impl VehicleCore {
    /// Start the core for the current session.
    ///
    /// Must be called from within a tokio runtime. Fails with
    /// [`DispatchError::NoSession`] without spawning anything when there is
    /// no session; the caller should send the user to authentication.
    pub fn start(parts: CoreParts) -> Result<Self> {
        let session = parts
            .session
            .current_session()
            .ok_or(DispatchError::NoSession)?;
        info!(
            vehicle_id = session.vehicle_id,
            code = %session.code,
            "Starting vehicle core"
        );

        let (inbox, rx) = Inbox::channel();
        let (snapshot_tx, snapshot_rx) =
            watch::channel(VehicleSnapshot::initial(session.vehicle_id));

        let drift = parts.config.routing.recompute_drift_m;
        let ctx = CoreContext {
            inbox: inbox.clone(),
            tasks: JoinSet::new(),
            clock: parts.clock,
            config: parts.config,
            api: parts.api,
            session: session.clone(),
        };
        let mut reducer = Reducer {
            offers: OfferChannel::new(session.vehicle_id),
            responder: ResponseCoordinator::new(),
            reconciler: AssignmentReconciler::new(),
            location: LocationPublisher::new(parts.positions),
            route: RouteOverlay::new(parts.routes, drift),
            session_source: parts.session,
            feed: parts.feed,
            alerts: parts.alerts,
            feed_pump: None,
            feed_retry: None,
            feed_backoff: FEED_RETRY_INITIAL,
            feed_connected: false,
            snapshots: snapshot_tx,
            running: true,
            ctx,
        };
        reducer.activate();
        tokio::spawn(reducer.run(rx));

        Ok(Self {
            inbox,
            snapshots: snapshot_rx,
        })
    }

    /// Latest published snapshot.
    pub fn snapshot(&self) -> VehicleSnapshot {
        self.snapshots.borrow().clone()
    }

    /// Receiver notified on every published change.
    pub fn subscribe(&self) -> watch::Receiver<VehicleSnapshot> {
        self.snapshots.clone()
    }

    /// Accept or decline the active offer.
    ///
    /// Resolves once the server has answered and the outcome is applied.
    /// Without an active offer this is a no-op returning
    /// [`RespondOutcome::Ignored`].
    pub async fn respond(&self, accepted: bool) -> Result<RespondOutcome> {
        let (reply, rx) = oneshot::channel();
        if !self.inbox.command(Command::Respond { accepted, reply }) {
            return Err(DispatchError::Stopped);
        }
        rx.await.map_err(|_| DispatchError::Stopped)?
    }

    /// Report arrival. `Ok(false)` when the server call failed.
    pub async fn mark_arrived(&self) -> Result<bool> {
        self.advance(AssignmentStatus::Arrived).await
    }

    /// Report completion. `Ok(false)` when the server call failed.
    pub async fn mark_completed(&self) -> Result<bool> {
        self.advance(AssignmentStatus::Completed).await
    }

    async fn advance(&self, status: AssignmentStatus) -> Result<bool> {
        let (reply, rx) = oneshot::channel();
        if !self.inbox.command(Command::AdvanceStatus { status, reply }) {
            return Err(DispatchError::Stopped);
        }
        rx.await.map_err(|_| DispatchError::Stopped)?
    }

    /// Ask for an out-of-cycle assignment refresh.
    pub fn refresh_assignment(&self) {
        self.inbox.command(Command::RefreshAssignment);
    }

    /// Stop every timer, stream and in-flight call, then wait for the reducer.
    pub async fn shutdown(&self) {
        let (done, rx) = oneshot::channel();
        if self.inbox.command(Command::Shutdown { done: Some(done) }) {
            let _ = rx.await;
        }
    }

    /// Whether the reducer is still accepting events.
    pub fn is_running(&self) -> bool {
        !self.inbox.is_closed()
    }
}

### TASK DIRECTIONS
Write the entries out once more, exactly as given.

### EXPECTED OUTPUT
impl VehicleCore {
    /// Start the core for the current session.
    ///
    /// Must be called from within a tokio runtime. Fails with
    /// [`DispatchError::NoSession`] without spawning anything when there is
    /// no session; the caller should send the user to authentication.
    pub fn start(parts: CoreParts) -> Result<Self> {
        let session = parts
            .session
            .current_session()
            .ok_or(DispatchError::NoSession)?;
        info!(
            vehicle_id = session.vehicle_id,
            code = %session.code,
            "Starting vehicle core"
        );

        let (inbox, rx) = Inbox::channel();
        let (snapshot_tx, snapshot_rx) =
            watch::channel(VehicleSnapshot::initial(session.vehicle_id));

        let drift = parts.config.routing.recompute_drift_m;
        let ctx = CoreContext {
            inbox: inbox.clone(),
            tasks: JoinSet::new(),
            clock: parts.clock,
            config: parts.config,
            api: parts.api,
            session: session.clone(),
        };
        let mut reducer = Reducer {
            offers: OfferChannel::new(session.vehicle_id),
            responder: ResponseCoordinator::new(),
            reconciler: AssignmentReconciler::new(),
            location: LocationPublisher::new(parts.positions),
            route: RouteOverlay::new(parts.routes, drift),
            session_source: parts.session,
            feed: parts.feed,
            alerts: parts.alerts,
            feed_pump: None,
            feed_retry: None,
            feed_backoff: FEED_RETRY_INITIAL,
            feed_connected: false,
            snapshots: snapshot_tx,
            running: true,
            ctx,
        };
        reducer.activate();
        tokio::spawn(reducer.run(rx));

        Ok(Self {
            inbox,
            snapshots: snapshot_rx,
        })
    }

    /// Latest published snapshot.
    pub fn snapshot(&self) -> VehicleSnapshot {
        self.snapshots.borrow().clone()
    }

    /// Receiver notified on every published change.
    pub fn subscribe(&self) -> watch::Receiver<VehicleSnapshot> {
        self.snapshots.clone()
    }

    /// Accept or decline the active offer.
    ///
    /// Resolves once the server has answered and the outcome is applied.
    /// Without an active offer this is a no-op returning
    /// [`RespondOutcome::Ignored`].
    pub async fn respond(&self, accepted: bool) -> Result<RespondOutcome> {
        let (reply, rx) = oneshot::channel();
        if !self.inbox.command(Command::Respond { accepted, reply }) {
            return Err(DispatchError::Stopped);
        }
        rx.await.map_err(|_| DispatchError::Stopped)?
    }

    /// Report arrival. `Ok(false)` when the server call failed.
    pub async fn mark_arrived(&self) -> Result<bool> {
        self.advance(AssignmentStatus::Arrived).await
    }

    /// Report completion. `Ok(false)` when the server call failed.
    pub async fn mark_completed(&self) -> Result<bool> {
        self.advance(AssignmentStatus::Completed).await
    }

    async fn advance(&self, status: AssignmentStatus) -> Result<bool> {
        let (reply, rx) = oneshot::channel();
        if !self.inbox.command(Command::AdvanceStatus { status, reply }) {
            return Err(DispatchError::Stopped);
        }
        rx.await.map_err(|_| DispatchError::Stopped)?
    }

    /// Ask for an out-of-cycle assignment refresh.
    pub fn refresh_assignment(&self) {
        self.inbox.command(Command::RefreshAssignment);
    }

    /// Stop every timer, stream and in-flight call, then wait for the reducer.
    pub async fn shutdown(&self) {
        let (done, rx) = oneshot::channel();
        if self.inbox.command(Command::Shutdown { done: Some(done) }) {
            let _ = rx.await;
        }
    }

    /// Whether the reducer is still accepting events.
    pub fn is_running(&self) -> bool {
        !self.inbox.is_closed()
    }
}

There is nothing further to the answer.